La société néerlandaise de renseignement open source Oryx a pu vérifier, en analysant des vidéos et des photos, que Moscou avait perdu au 15 octobre un total de 18 316 unités d'équipement militaire depuis le début de l'invasion de l'Ukraine.
Oryx a également noté que, sur la base de sa méthode, les pertes russes étaient probablement beaucoup plus élevées qu'estimé. Une grande partie a été compensée par l'utilisation des stocks de l'ère soviétique, une solution qui, selon Koffman et d'autres analystes, pourrait bientôt arriver à son terme.
"Cela ne signifie pas que la Russie va manquer de véhicules blindés de combat", a expliqué Michael Koffman, ajoutant qu'elle devrait probablement modifier sa tactique pour minimiser les pertes, ce qui réduirait ses chances de réaliser une percée sur le front.
La Russie est confrontée à un problème similaire en termes d'effectifs. Elle dispose certes d'un nombre plus élevé de soldats potentiels parmi sa population, mais le taux de pertes qu'elle subit ne peut pas être supporté indéfiniment par le pays.

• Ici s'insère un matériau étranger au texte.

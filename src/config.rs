use serde::{Deserialize, Serialize};
use std::path::Path;
use thiserror::Error;

#[derive(Debug, Error)]
pub enum ConfigError {
    #[error("cannot read config {path}: {source}")]
    Io {
        path: String,
        #[source]
        source: std::io::Error,
    },
    #[error("invalid config: {0}")]
    Parse(#[from] serde_json::Error),
}

/// Where a source finds its logs. `{date}` is replaced by `YYYY-MM-DD`.
#[derive(Debug, Clone, PartialEq, Serialize, Deserialize)]
#[serde(default)]
pub struct SourceLayout {
    pub daily: String,
    pub overall: String,
    pub charts: Vec<String>,
    pub generators: Vec<String>,
}

impl Default for SourceLayout {
    fn default() -> Self {
        Self {
            daily: "daily/{date}.log".to_string(),
            overall: "overall.log".to_string(),
            charts: vec!["chart.log".to_string()],
            generators: vec!["idea-generator.log".to_string()],
        }
    }
}

impl SourceLayout {
    pub fn daily_name(&self, date: chrono::NaiveDate) -> String {
        self.daily.replace("{date}", &date.format("%Y-%m-%d").to_string())
    }
}

/// Every threshold the aggregations read. Passed explicitly; nothing global.
#[derive(Debug, Clone, PartialEq, Serialize, Deserialize)]
#[serde(default)]
pub struct AnalysisConfig {
    pub min_cluster_size: usize,
    pub max_clusters: usize,
    /// Fallback strategies run while fewer clusters than this exist.
    pub fallback_trigger: usize,
    pub category_fallback_min_count: usize,
    pub category_fallback_min_delta: f64,
    pub category_fallback_limit: usize,
    pub problem_fallback_min_count: usize,
    pub problem_fallback_limit: usize,
    pub heatmap_limit: usize,
    pub low_score_threshold: i64,
    pub min_problem_proxies: usize,
    pub backfill_min_count: usize,
    pub lookback_days: u32,
    pub window_days: i64,
    pub sample_size: usize,
    pub fetch_delay_ms: u64,
    pub layout: SourceLayout,
}

impl Default for AnalysisConfig {
    fn default() -> Self {
        Self {
            min_cluster_size: 3,
            max_clusters: 20,
            fallback_trigger: 3,
            category_fallback_min_count: 10,
            category_fallback_min_delta: 0.10,
            category_fallback_limit: 5,
            problem_fallback_min_count: 20,
            problem_fallback_limit: 3,
            heatmap_limit: 10,
            low_score_threshold: 60,
            min_problem_proxies: 5,
            backfill_min_count: 3,
            lookback_days: 30,
            window_days: 7,
            sample_size: 100,
            fetch_delay_ms: 0,
            layout: SourceLayout::default(),
        }
    }
}

impl AnalysisConfig {
    pub fn from_json_str(s: &str) -> Result<Self, ConfigError> {
        Ok(serde_json::from_str(s)?)
    }

    pub fn load(path: &Path) -> Result<Self, ConfigError> {
        let body = std::fs::read_to_string(path).map_err(|source| ConfigError::Io {
            path: path.display().to_string(),
            source,
        })?;
        Self::from_json_str(&body)
    }
}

"Cela ne signifie pas non plus que la Russie va manquer d'effectifs, mais il est clair qu'elle éprouve des difficultés et qu'elle ne sera probablement pas en mesure de maintenir ce rythme, de rester à l'offensive avec un tel taux de pertes", a analysé Koffman.

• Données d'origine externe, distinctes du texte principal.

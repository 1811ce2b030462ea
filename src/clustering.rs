use ahash::{AHashMap, AHashSet};
use serde::Serialize;
use tracing::debug;

use crate::categories::CategoryStat;
use crate::config::AnalysisConfig;
use crate::heatmap::ProblemBucket;
use crate::parser::Idea;
use crate::temporal::calculate_wow_change;

/// Keywords shorter than this never name a cluster.
pub const MIN_KEYWORD_LEN: usize = 3;
pub const PROBLEM_CLUSTER_NAME_LEN: usize = 60;

#[derive(Debug, Clone, PartialEq, Serialize)]
pub struct Cluster {
    pub name: String,
    pub count: usize,
    pub wow: f64,
}

/// Number of ideas carrying each clusterable keyword.
pub fn keyword_counts(ideas: &[&Idea]) -> AHashMap<String, usize> {
    let mut counts: AHashMap<String, usize> = AHashMap::new();
    for idea in ideas {
        for kw in idea.keywords.iter().filter(|k| k.chars().count() >= MIN_KEYWORD_LEN) {
            *counts.entry(kw.clone()).or_insert(0) += 1;
        }
    }
    counts
}

/// Keywords shared by at least `min_size` current ideas, largest first.
pub fn keyword_clusters(current: &[&Idea], previous: &[&Idea], min_size: usize) -> Vec<Cluster> {
    let before = keyword_counts(previous);
    let mut clusters: Vec<Cluster> = keyword_counts(current)
        .into_iter()
        .filter(|(_, count)| *count >= min_size)
        .map(|(name, count)| {
            let wow = calculate_wow_change(count, before.get(&name).copied().unwrap_or(0));
            Cluster { name, count, wow }
        })
        .collect();
    clusters.sort_by(|a, b| b.count.cmp(&a.count).then_with(|| a.name.cmp(&b.name)));
    clusters
}

/// Growing, well-populated categories as pseudo-clusters. `categories`
/// arrives sorted by count.
pub fn category_fallback(categories: &[CategoryStat], cfg: &AnalysisConfig) -> Vec<Cluster> {
    categories
        .iter()
        .filter(|c| c.count >= cfg.category_fallback_min_count && c.delta > cfg.category_fallback_min_delta)
        .take(cfg.category_fallback_limit)
        .map(|c| Cluster { name: c.name.clone(), count: c.count, wow: c.delta })
        .collect()
}

/// Heavily mentioned problems as pseudo-clusters.
pub fn problem_fallback(heatmap: &[ProblemBucket], cfg: &AnalysisConfig) -> Vec<Cluster> {
    heatmap
        .iter()
        .filter(|p| p.count >= cfg.problem_fallback_min_count)
        .take(cfg.problem_fallback_limit)
        .map(|p| Cluster {
            name: p.problem.chars().take(PROBLEM_CLUSTER_NAME_LEN).collect(),
            count: p.count,
            wow: p.delta,
        })
        .collect()
}

fn cluster_key(name: &str) -> String {
    name.split_whitespace().collect::<Vec<_>>().join(" ").to_lowercase()
}

/// Concatenate in priority order, keep the first cluster per name
/// (case-insensitive), then rank by count and cap. The sort is stable so
/// equal counts keep priority order.
pub fn merge_clusters(lists: Vec<Vec<Cluster>>, max: usize) -> Vec<Cluster> {
    let mut seen: AHashSet<String> = AHashSet::new();
    let mut merged: Vec<Cluster> = lists
        .into_iter()
        .flatten()
        .filter(|c| seen.insert(cluster_key(&c.name)))
        .collect();
    merged.sort_by(|a, b| b.count.cmp(&a.count));
    merged.truncate(max);
    merged
}

/// Keyword clusters first; category and then problem fallbacks only while
/// fewer than `fallback_trigger` clusters exist.
pub fn build_clusters(
    current: &[&Idea],
    previous: &[&Idea],
    categories: &[CategoryStat],
    heatmap: &[ProblemBucket],
    cfg: &AnalysisConfig,
) -> Vec<Cluster> {
    let keyword = keyword_clusters(current, previous, cfg.min_cluster_size);
    let category = if keyword.len() < cfg.fallback_trigger {
        category_fallback(categories, cfg)
    } else {
        Vec::new()
    };
    let problem = if keyword.len() + category.len() < cfg.fallback_trigger {
        problem_fallback(heatmap, cfg)
    } else {
        Vec::new()
    };
    debug!(
        keyword = keyword.len(),
        category = category.len(),
        problem = problem.len(),
        "cluster strategies"
    );
    merge_clusters(vec![keyword, category, problem], cfg.max_clusters)
}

Au 5 décembre, la Russie aurait subi 748 950 pertes dans la guerre, selon l'état-major ukrainien. Et les pertes de Moscou ne risquent pas de s'atténuer avant la fin de l'année.
Les estimations précédentes de l'état-major ukrainien étaient presque conformes aux projections du ministère britannique de la Défense et aux estimations des services de renseignement américains, mais il est important de noter que la Russie ne publie pas le nombre de victimes qu'elle a subies et que Moscou ne fournit pas non plus de statistiques sur les pertes de son équipement militaire.